━━━ Extracted data

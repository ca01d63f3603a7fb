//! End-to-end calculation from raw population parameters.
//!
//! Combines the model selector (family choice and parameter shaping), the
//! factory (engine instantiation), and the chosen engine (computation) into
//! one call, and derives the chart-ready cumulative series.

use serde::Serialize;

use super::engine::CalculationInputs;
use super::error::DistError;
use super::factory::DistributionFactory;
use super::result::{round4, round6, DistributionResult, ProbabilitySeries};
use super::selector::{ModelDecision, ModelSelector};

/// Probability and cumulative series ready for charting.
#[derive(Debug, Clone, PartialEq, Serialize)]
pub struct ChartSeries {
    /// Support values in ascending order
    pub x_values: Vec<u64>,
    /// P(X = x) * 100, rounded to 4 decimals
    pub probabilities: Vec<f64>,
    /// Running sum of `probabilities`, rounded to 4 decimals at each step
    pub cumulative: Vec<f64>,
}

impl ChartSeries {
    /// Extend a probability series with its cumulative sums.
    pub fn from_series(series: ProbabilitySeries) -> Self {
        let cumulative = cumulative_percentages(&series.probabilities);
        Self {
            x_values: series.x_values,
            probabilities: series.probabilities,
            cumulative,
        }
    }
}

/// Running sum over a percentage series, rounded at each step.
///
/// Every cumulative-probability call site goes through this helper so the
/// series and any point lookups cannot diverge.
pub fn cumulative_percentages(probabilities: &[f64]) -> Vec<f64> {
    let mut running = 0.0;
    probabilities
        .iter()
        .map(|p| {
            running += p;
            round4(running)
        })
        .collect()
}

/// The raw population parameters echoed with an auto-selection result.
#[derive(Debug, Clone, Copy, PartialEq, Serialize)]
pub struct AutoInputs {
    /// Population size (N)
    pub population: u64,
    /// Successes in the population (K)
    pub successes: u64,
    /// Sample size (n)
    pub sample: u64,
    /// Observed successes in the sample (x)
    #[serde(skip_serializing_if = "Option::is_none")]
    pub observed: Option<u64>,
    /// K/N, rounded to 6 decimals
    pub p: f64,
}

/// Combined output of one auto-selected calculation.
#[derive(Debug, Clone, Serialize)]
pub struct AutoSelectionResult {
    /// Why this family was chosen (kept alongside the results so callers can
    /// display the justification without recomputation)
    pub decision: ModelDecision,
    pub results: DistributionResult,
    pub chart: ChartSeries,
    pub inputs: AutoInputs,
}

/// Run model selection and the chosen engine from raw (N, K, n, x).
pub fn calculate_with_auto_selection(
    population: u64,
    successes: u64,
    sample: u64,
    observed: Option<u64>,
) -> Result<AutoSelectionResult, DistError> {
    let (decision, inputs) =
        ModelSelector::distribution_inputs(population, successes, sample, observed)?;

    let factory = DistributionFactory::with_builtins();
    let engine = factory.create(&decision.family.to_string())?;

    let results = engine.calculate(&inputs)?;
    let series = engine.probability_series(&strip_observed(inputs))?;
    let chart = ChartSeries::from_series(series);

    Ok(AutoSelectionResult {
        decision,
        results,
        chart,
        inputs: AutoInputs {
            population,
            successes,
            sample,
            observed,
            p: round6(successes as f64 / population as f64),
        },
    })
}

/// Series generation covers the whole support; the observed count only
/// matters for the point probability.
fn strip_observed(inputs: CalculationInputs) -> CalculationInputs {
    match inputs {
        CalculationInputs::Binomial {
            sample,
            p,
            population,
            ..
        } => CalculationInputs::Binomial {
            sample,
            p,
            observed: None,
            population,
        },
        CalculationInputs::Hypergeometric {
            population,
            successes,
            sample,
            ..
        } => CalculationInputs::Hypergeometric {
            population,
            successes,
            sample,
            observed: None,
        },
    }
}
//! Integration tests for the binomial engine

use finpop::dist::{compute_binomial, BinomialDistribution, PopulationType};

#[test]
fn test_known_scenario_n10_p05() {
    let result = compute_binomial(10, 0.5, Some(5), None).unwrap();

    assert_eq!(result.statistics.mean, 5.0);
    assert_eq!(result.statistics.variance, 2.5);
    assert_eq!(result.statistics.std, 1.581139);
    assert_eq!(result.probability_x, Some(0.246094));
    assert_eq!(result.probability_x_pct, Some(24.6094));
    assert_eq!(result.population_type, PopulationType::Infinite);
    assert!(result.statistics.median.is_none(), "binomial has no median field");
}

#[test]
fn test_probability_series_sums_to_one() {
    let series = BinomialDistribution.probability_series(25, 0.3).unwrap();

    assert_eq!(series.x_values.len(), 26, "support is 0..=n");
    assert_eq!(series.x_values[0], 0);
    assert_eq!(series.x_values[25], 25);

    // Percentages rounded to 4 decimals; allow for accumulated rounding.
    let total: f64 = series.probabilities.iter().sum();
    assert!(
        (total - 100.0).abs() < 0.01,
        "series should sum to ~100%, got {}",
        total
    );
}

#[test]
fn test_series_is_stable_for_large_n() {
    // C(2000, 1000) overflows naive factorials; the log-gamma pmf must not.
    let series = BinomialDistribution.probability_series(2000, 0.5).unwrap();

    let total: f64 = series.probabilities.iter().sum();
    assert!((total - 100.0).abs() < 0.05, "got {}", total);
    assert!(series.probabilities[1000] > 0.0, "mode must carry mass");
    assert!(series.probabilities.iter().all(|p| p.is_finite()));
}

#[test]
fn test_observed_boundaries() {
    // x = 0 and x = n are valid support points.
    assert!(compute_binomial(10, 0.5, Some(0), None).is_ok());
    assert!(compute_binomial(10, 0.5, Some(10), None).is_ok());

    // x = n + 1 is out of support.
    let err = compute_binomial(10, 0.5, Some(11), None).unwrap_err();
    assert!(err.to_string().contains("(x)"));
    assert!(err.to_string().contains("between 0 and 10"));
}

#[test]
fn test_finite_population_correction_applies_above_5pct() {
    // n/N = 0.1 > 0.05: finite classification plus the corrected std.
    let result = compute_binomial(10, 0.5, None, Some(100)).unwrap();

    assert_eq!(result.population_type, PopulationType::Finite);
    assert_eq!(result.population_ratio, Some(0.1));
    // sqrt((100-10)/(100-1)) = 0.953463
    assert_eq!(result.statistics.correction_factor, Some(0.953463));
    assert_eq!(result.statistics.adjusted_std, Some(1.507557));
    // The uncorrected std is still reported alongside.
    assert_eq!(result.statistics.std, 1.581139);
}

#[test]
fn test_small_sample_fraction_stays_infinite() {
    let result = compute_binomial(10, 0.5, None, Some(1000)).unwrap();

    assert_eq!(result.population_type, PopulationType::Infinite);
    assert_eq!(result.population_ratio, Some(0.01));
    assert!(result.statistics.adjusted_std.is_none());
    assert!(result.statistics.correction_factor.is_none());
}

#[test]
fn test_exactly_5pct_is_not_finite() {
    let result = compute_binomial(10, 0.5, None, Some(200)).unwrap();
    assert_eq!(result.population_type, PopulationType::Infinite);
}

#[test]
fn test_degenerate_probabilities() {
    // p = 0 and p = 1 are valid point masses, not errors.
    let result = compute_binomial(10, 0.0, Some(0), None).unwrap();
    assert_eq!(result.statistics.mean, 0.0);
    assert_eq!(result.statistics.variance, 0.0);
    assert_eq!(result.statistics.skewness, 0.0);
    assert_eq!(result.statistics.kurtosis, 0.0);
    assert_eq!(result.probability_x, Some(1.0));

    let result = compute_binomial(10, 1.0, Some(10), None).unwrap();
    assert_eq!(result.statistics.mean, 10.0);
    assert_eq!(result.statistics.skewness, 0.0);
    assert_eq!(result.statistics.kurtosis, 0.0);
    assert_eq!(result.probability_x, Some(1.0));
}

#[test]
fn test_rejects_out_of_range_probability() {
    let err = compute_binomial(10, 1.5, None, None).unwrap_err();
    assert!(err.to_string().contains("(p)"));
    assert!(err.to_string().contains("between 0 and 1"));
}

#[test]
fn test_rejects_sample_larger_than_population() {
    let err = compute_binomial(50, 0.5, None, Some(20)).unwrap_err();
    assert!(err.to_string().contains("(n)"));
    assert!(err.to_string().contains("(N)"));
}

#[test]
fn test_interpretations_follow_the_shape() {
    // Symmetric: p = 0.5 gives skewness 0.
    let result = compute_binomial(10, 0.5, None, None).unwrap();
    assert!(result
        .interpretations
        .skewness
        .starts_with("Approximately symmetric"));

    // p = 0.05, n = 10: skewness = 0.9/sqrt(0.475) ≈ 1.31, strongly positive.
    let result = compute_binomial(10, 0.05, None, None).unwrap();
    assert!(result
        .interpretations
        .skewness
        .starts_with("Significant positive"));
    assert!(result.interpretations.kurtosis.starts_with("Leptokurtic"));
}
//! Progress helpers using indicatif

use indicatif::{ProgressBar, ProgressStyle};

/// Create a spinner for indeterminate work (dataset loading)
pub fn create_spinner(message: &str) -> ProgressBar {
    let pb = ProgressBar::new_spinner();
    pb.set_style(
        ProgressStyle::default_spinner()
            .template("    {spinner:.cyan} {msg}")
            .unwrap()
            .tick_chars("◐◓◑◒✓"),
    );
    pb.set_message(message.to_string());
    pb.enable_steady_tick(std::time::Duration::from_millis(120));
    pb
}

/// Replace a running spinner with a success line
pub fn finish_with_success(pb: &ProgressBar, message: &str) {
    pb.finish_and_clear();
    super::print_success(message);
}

━━━━━━

Which of the lines in the data hold the string "alongside"? Report each of them by copying it.

The answer:
    /// Why this family was chosen (kept alongside the results so callers can
    // The uncorrected std is still reported alongside.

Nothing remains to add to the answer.